Robo umps? Not so fast. Here's what MLB's technology upgrade means

Andy Lewis/Icon Sportswire

Major League Baseball hopes to refresh its ball- and player-tracking technology with a new optical-based system that could add even more statistical bells and whistles to the game -- but won't necessarily bring the league any closer to replacing ball-and-strike umpires with an automated strike zone.

The league's plan to switch from its current radar- and camera-based systems to a single device manufactured by Hawk-Eye -- the company whose electronic line judge revolutionized tennis -- was outlined in a memo sent to teams and first reported by The Athletic. While no signed contract for the Hawk-Eye system is complete, sources tell ESPN, MLB is aiming for all 30 major league stadiums to be fully outfitted with it by the All-Star Game.

The current technology, which combines TrackMan's radar system following the ball with six cameras that track player movement, provides the backbone for the league's Statcast system. Since its introduction in late 2014, Statcast has revolutionized the game and introduced into its lexicon the concepts of exit velocity, launch angle and spin rate.

Optical tracking uses cameras to capture movement, whether a ball or human beings, and the Hawk-Eye system will require up to 12 additional cameras to be installed around stadiums. Between the expected accuracy of its spin-rate data and tracking of both pitches and players, Statcast 3.0 using Hawk-Eye could deepen team and public understanding of the game being played -- and do plenty more.

Track the kinematics, or movement patterns, of every player on the field, including pitchers, whose injuries could potentially be mitigated? Perhaps. Give greater insight into the path that bats take during swings and allow hitters superior control? Certainly.

Lead to robot-ump revolution? Probably not.

The calls for an automated strike zone have grown louder in recent years as technology helped turn fans into instantaneous umpiring ombudsmen. The Hawk-Eye system could be accurate to within a few millimeters, perhaps a centimeter, an improvement upon the current one. The far greater concern regards the concept of the zone itself and how certain calls could play publicly.

If the strike zone is three-dimensional -- 17 inches wide, 17 inches deep, with the back corners cut at an angle, from the hollow of the knees to around the belly button -- an automated zone runs the risk of rewarding pitches that simply don't look like strikes. Such scenarios are not particularly common but could threaten the credibility of an automated zone with the public. Sliders can clip the front corner of the prism as they're bending outside. High curveballs can drop into the zone at the back of the plate. There is, of course, a relatively easy fix for this: change the strike zone to a fixed plane, whether it's the front of the plate, the middle of the plate or perhaps the area where the most strikes would be called.

While there are a number of proponents for an automated strike zone, sources said, currently it is not a high priority for MLB. There almost certainly would not be buy-in from players, either, and baseball is typically deliberate with such fundamental change.
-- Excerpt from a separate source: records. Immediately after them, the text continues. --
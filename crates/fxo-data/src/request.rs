//! Request metadata attached to pages and resources.

use chrono::{DateTime, FixedOffset};

/// URL and query time of the request that returned a page.
///
/// All pages of one query share the same `query_time`.
#[derive(Debug, Clone, PartialEq, Eq)]
pub struct ApiRequest {
    /// Full URL of the request including query parameters
    pub url: String,
    /// Time when the query was started
    pub query_time: DateTime<FixedOffset>,
}

impl ApiRequest {
    /// Create request metadata.
    pub fn new(url: impl Into<String>, query_time: DateTime<FixedOffset>) -> Self {
        Self {
            url: url.into(),
            query_time,
        }
    }
}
The solution could be a combination of humans and technology, which MLB plans to test in the independent Atlantic League this year by having automated strike-zone calls piped into earpieces worn by umpires, who then would use their judgment whether to overrule a call. Since home-plate umpires won't be going away anytime soon -- they're still needed for plays at the plate, interference calls, check swings and more -- the success of the human-tech combination would help the automated zone receive increased consideration.

More important in the short term is keeping up with rapidly evolving technology. Because MLB prohibits teams from installing their own systems in stadiums, the onus is on the league to pursue bleeding-edge technology. Statcast was refreshed in 2017 with the introduction of the TrackMan radar, and MLB's desire to upgrade again -- almost like people do with their phones -- led to the likely adoption of Hawk-Eye.

Technology in particular has evolved rapidly. Nearly every organization in MLB uses high-speed, slow-motion versions to capture pitch grips and frame-by-frame mechanical breakdowns. Others are tooling with machine-learning technology in hopes of unearthing the next great advantage.

And MLB anticipates the next version of Statcast being a literal and figurative game-changer likewise. The camera system is far likelier to capture every ball hit -- the league says today's tracks only nine of 10 batted balls -- and will test that hypothesis and plenty more in the second half.

That's when the Hawk-Eye system is expected to be functional. Teams will be given access to the data, according to sources, when it's installed in all 30 stadiums. And if the data is solid and its fidelity confirmed, Hawk-Eye is expected take over in 2020 and offer the newest iteration of the technology that helped change the game.